→ Exercise brief: Below are the records; copy exactly the stretch from the line containing "impl PDGBuilder for" through the line containing "-> (serving)* ->", both ends included, and nothing else.

───── Extracted records

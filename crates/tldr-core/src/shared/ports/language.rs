//! Language abstraction: the fixed extension table the Language Registry
//! (C1) dispatches on, plus which languages have a real grammar-based
//! extractor versus a regex-fallback one.

use serde::{Deserialize, Serialize};

/// Supported programming languages. `.luau` is distinct from `.lua` and must
/// never fall back to it — Luau's type annotations, generics, `continue`,
/// and compound assignment need a dedicated extractor.
#[derive(Debug, Clone, Copy, PartialEq, Eq, Hash, Serialize, Deserialize)]
#[serde(rename_all = "snake_case")]
pub enum Language {
    Python,
    TypeScript,
    JavaScript,
    Rust,
    Go,
    Java,
    C,
    Cpp,
    CSharp,
    Ruby,
    Php,
    Swift,
    Kotlin,
    Scala,
    Lua,
    Luau,
}

impl Language {
    pub fn name(&self) -> &'static str {
        match self {
            Language::Python => "python",
            Language::TypeScript => "typescript",
            Language::JavaScript => "javascript",
            Language::Rust => "rust",
            Language::Go => "go",
            Language::Java => "java",
            Language::C => "c",
            Language::Cpp => "cpp",
            Language::CSharp => "csharp",
            Language::Ruby => "ruby",
            Language::Php => "php",
            Language::Swift => "swift",
            Language::Kotlin => "kotlin",
            Language::Scala => "scala",
            Language::Lua => "lua",
            Language::Luau => "luau",
        }
    }

    pub fn extensions(&self) -> &'static [&'static str] {
        match self {
            Language::Python => &["py"],
            Language::TypeScript => &["ts", "tsx"],
            Language::JavaScript => &["js", "jsx"],
            Language::Rust => &["rs"],
            Language::Go => &["go"],
            Language::Java => &["java"],
            Language::C => &["c", "h"],
            Language::Cpp => &["cpp", "cxx", "cc", "hpp"],
            Language::CSharp => &["cs"],
            Language::Ruby => &["rb"],
            Language::Php => &["php"],
            Language::Swift => &["swift"],
            Language::Kotlin => &["kt", "kts"],
            Language::Scala => &["scala", "sc"],
            Language::Lua => &["lua"],
            Language::Luau => &["luau"],
        }
    }

    /// Dispatch table from §4.1. `.luau` has its own match arm ahead of
    /// `.lua`, so it never falls through to the Lua variant.
    pub fn from_extension(ext: &str) -> Option<Self> {
        match ext.to_lowercase().as_str() {
            "py" => Some(Language::Python),
            "ts" | "tsx" => Some(Language::TypeScript),
            "js" | "jsx" => Some(Language::JavaScript),
            "rs" => Some(Language::Rust),
            "go" => Some(Language::Go),
            "java" => Some(Language::Java),
            "c" | "h" => Some(Language::C),
            "cpp" | "cxx" | "cc" | "hpp" => Some(Language::Cpp),
            "cs" => Some(Language::CSharp),
            "rb" => Some(Language::Ruby),
            "php" => Some(Language::Php),
            "swift" => Some(Language::Swift),
            "kt" | "kts" => Some(Language::Kotlin),
            "scala" | "sc" => Some(Language::Scala),
            "luau" => Some(Language::Luau),
            "lua" => Some(Language::Lua),
            _ => None,
        }
    }

    pub fn from_file_path(path: &str) -> Option<Self> {
        path.rsplit('.').next().and_then(Self::from_extension)
    }

    /// Languages with a real tree-sitter grammar wired up. Everything else
    /// degrades to the regex-fallback extractor described in §4.1.
    pub fn has_grammar(&self) -> bool {
        matches!(
            self,
            Language::Python
                | Language::TypeScript
                | Language::JavaScript
                | Language::Rust
                | Language::Go
                | Language::Java
                | Language::Kotlin
                | Language::Lua
        )
    }

    /// Luau never has a tree-sitter grammar in this registry (none exists
    /// upstream); it is handled by a dedicated structural extractor that is
    /// neither the grammar path nor the generic regex fallback.
    pub fn is_luau(&self) -> bool {
        matches!(self, Language::Luau)
    }
}

#[cfg(test)]
mod tests {
    use super::*;

    #[test]
    fn test_from_extension() {
        assert_eq!(Language::from_extension("py"), Some(Language::Python));
        assert_eq!(Language::from_extension("ts"), Some(Language::TypeScript));
        assert_eq!(Language::from_extension("xyz"), None);
    }

    #[test]
    fn test_from_file_path() {
        assert_eq!(
            Language::from_file_path("src/main.py"),
            Some(Language::Python)
        );
        assert_eq!(
            Language::from_file_path("app.tsx"),
            Some(Language::TypeScript)
        );
    }

    #[test]
    fn test_luau_does_not_fall_back_to_lua() {
        assert_eq!(Language::from_extension("luau"), Some(Language::Luau));
        assert_ne!(Language::from_extension("luau"), Some(Language::Lua));
    }

    #[test]
    fn test_go_vendor_extension() {
        assert_eq!(
            Language::from_file_path("vendor/github.com/pkg/errors/errors.go"),
            Some(Language::Go)
        );
    }

    #[test]
    fn test_grammar_coverage() {
        assert!(Language::Python.has_grammar());
        assert!(!Language::Ruby.has_grammar());
        assert!(!Language::Luau.has_grammar());
        assert!(Language::Luau.is_luau());
    }
}
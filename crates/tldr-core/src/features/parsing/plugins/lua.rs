//! Lua extractor (C2), grounded on tree-sitter-lua. Standard Lua has no
//! generics, type annotations, `continue`, or compound assignment — those
//! belong to Luau and are handled by `plugins::luau` instead.

use tree_sitter::Parser;

use crate::shared::models::{FileFacts, ImportFact, ImportKind, PDGInfo};
use crate::shared::ports::language::Language;
use crate::shared::utils::tree_sitter::{extract_node_text_owned, find_descendants_by_kind};

use super::super::infrastructure::generic_extractor::extract_file_facts;
use super::super::ports::{LanguagePlugin, SyntaxProfile};

const PROFILE: SyntaxProfile = SyntaxProfile {
    function_kinds: &["function_declaration", "function_definition"],
    class_kinds: &[],
    if_kinds: &["if_statement"],
    elif_kinds: &["elseif_statement"],
    else_kinds: &["else_statement"],
    while_kinds: &["while_statement"],
    for_kinds: &["for_statement", "for_in_statement"],
    repeat_kinds: &["repeat_statement"],
    switch_kinds: &[],
    case_kinds: &[],
    try_kinds: &[],
    except_kinds: &[],
    return_kinds: &["return_statement"],
    break_kinds: &["break_statement"],
    continue_kinds: &[],
    raise_kinds: &[],
    call_kinds: &["function_call"],
    assignment_kinds: &["assignment_statement"],
    augmented_assignment_kinds: &[],
    identifier_kinds: &["identifier"],
    block_kinds: &["block"],
    parameter_kinds: &["parameters"],
};

pub struct LuaPlugin;

impl LuaPlugin {
    pub fn new() -> Self {
        Self
    }

    fn parser() -> Parser {
        let mut parser = Parser::new();
        parser
            .set_language(&tree_sitter_lua::language())
            .expect("tree-sitter-lua grammar should load");
        parser
    }
}

impl Default for LuaPlugin {
    fn default() -> Self {
        Self::new()
    }
}

impl LanguagePlugin for LuaPlugin {
    fn language(&self) -> Language {
        Language::Lua
    }

    fn extract_facts(&self, source: &str, file_path: &str) -> FileFacts {
        let mut parser = Self::parser();
        let Some(tree) = parser.parse(source, None) else {
            return FileFacts::empty(file_path.to_string(), String::new(), Language::Lua);
        };
        let mut facts = extract_file_facts(tree.root_node(), source, file_path, Language::Lua, &PROFILE);
        facts.imports = self.parse_imports(source);
        facts
    }

    fn parse_imports(&self, source: &str) -> Vec<ImportFact> {
        let mut parser = Self::parser();
        let Some(tree) = parser.parse(source, None) else {
            return Vec::new();
        };
        let root = tree.root_node();
        let mut imports = Vec::new();
        for call in find_descendants_by_kind(&root, "function_call") {
            let Some(name_node) = call.child(0) else {
                continue;
            };
            if extract_node_text_owned(&name_node, source) != "require" {
                continue;
            }
            let line = call.start_position().row as u32 + 1;
            if let Some(args) = crate::shared::utils::tree_sitter::find_child_by_kind(&call, "arguments") {
                if let Some(s) = crate::shared::utils::tree_sitter::find_child_by_kind(&args, "string") {
                    let raw = extract_node_text_owned(&s, source);
                    let module = raw.trim_matches(|c| c == '\'' || c == '"').to_string();
                    imports.push(ImportFact::new(ImportKind::Require, module, line));
                }
            }
        }
        imports
    }

    fn syntax_profile(&self) -> Option<&SyntaxProfile> {
        Some(&PROFILE)
    }

    fn build_pdgs(&self, source: &str) -> Vec<PDGInfo> {
        let mut parser = Self::parser();
        let Some(tree) = parser.parse(source, None) else {
            return Vec::new();
        };
        let cfgs = crate::features::flow_graph::build_cfgs_for_tree(tree.root_node(), source, &PROFILE);
        let dfgs = crate::features::data_flow::build_dfgs_for_tree(tree.root_node(), source, &PROFILE);
        cfgs.into_iter()
            .zip(dfgs)
            .map(|(cfg, dfg)| crate::features::pdg::build_pdg(cfg, dfg))
            .collect()
    }
}

#[cfg(test)]
mod tests {
    use super::*;

    #[test]
    fn test_function_declaration() {
        let plugin = LuaPlugin::new();
        let source = "function add(a, b)\n    return a + b\nend\n";
        let facts = plugin.extract_facts(source, "math.lua");
        assert_eq!(facts.functions.len(), 1);
        assert_eq!(facts.functions[0].name, "add");
    }
}
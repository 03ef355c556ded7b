//! Port definitions for the program-dependence graph feature (C3).

use crate::shared::models::{CFGInfo, DFGInfo, PDGInfo};

pub trait PDGBuilder {
    fn build(&self, cfg: CFGInfo, dfg: DFGInfo) -> PDGInfo;
}

pub struct GenericPDGBuilder;

impl PDGBuilder for GenericPDGBuilder {
    fn build(&self, cfg: CFGInfo, dfg: DFGInfo) -> PDGInfo {
        super::infrastructure::generic_pdg_builder::build_pdg(cfg, dfg)
    }
}
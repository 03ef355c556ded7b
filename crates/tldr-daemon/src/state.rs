//! Daemon state machine (C9): `initializing -> ready -> (serving)* ->
//! shutting_down -> stopped`, mirrored to a status file so an external
//! process (or a second invocation) can observe it without speaking the
//! socket protocol.

use std::fmt;
use std::path::Path;
use std::sync::atomic::{AtomicU8, Ordering};

#[derive(Debug, Clone, Copy, PartialEq, Eq)]
pub enum DaemonState {
    Initializing,
    Ready,
    ShuttingDown,
    Stopped,
}

impl DaemonState {
    fn as_str(&self) -> &'static str {
        match self {
            DaemonState::Initializing => "initializing",
            DaemonState::Ready => "ready",
            DaemonState::ShuttingDown => "shutting_down",
            DaemonState::Stopped => "stopped",
        }
    }

    fn from_u8(v: u8) -> Self {
        match v {
            0 => DaemonState::Initializing,
            1 => DaemonState::Ready,
            2 => DaemonState::ShuttingDown,
            _ => DaemonState::Stopped,
        }
    }

    fn to_u8(self) -> u8 {
        match self {
            DaemonState::Initializing => 0,
            DaemonState::Ready => 1,
            DaemonState::ShuttingDown => 2,
            DaemonState::Stopped => 3,
        }
    }
}

impl fmt::Display for DaemonState {
    fn fmt(&self, f: &mut fmt::Formatter<'_>) -> fmt::Result {
        write!(f, "{}", self.as_str())
    }
}

/// Lock-free current-state holder; `status()` is cheap enough to call from
/// the `status` command on every request without contention.
pub struct StateMachine {
    state: AtomicU8,
    status_file: std::path::PathBuf,
}

impl StateMachine {
    pub fn new(status_file: impl Into<std::path::PathBuf>) -> Self {
        Self { state: AtomicU8::new(DaemonState::Initializing.to_u8()), status_file: status_file.into() }
    }

    pub fn current(&self) -> DaemonState {
        DaemonState::from_u8(self.state.load(Ordering::SeqCst))
    }

    pub fn transition(&self, next: DaemonState) -> std::io::Result<()> {
        self.state.store(next.to_u8(), Ordering::SeqCst);
        if let Some(parent) = self.status_file.parent() {
            std::fs::create_dir_all(parent)?;
        }
        std::fs::write(&self.status_file, next.as_str())
    }
}

#[cfg(test)]
mod tests {
    use super::*;

    #[test]
    fn test_transition_persists_to_status_file() {
        let dir = tempfile::tempdir().unwrap();
        let path = dir.path().join("status");
        let sm = StateMachine::new(&path);
        assert_eq!(sm.current(), DaemonState::Initializing);

        sm.transition(DaemonState::Ready).unwrap();
        assert_eq!(sm.current(), DaemonState::Ready);
        assert_eq!(std::fs::read_to_string(&path).unwrap(), "ready");
    }
}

──────────

→ Problem solution:
impl PDGBuilder for GenericPDGBuilder {
    fn build(&self, cfg: CFGInfo, dfg: DFGInfo) -> PDGInfo {
        super::infrastructure::generic_pdg_builder::build_pdg(cfg, dfg)
    }
}
repository 03ef355c556ded7b
filename crates/tldr-daemon/src/state.rs
//! Daemon state machine (C9): `initializing -> ready -> (serving)* ->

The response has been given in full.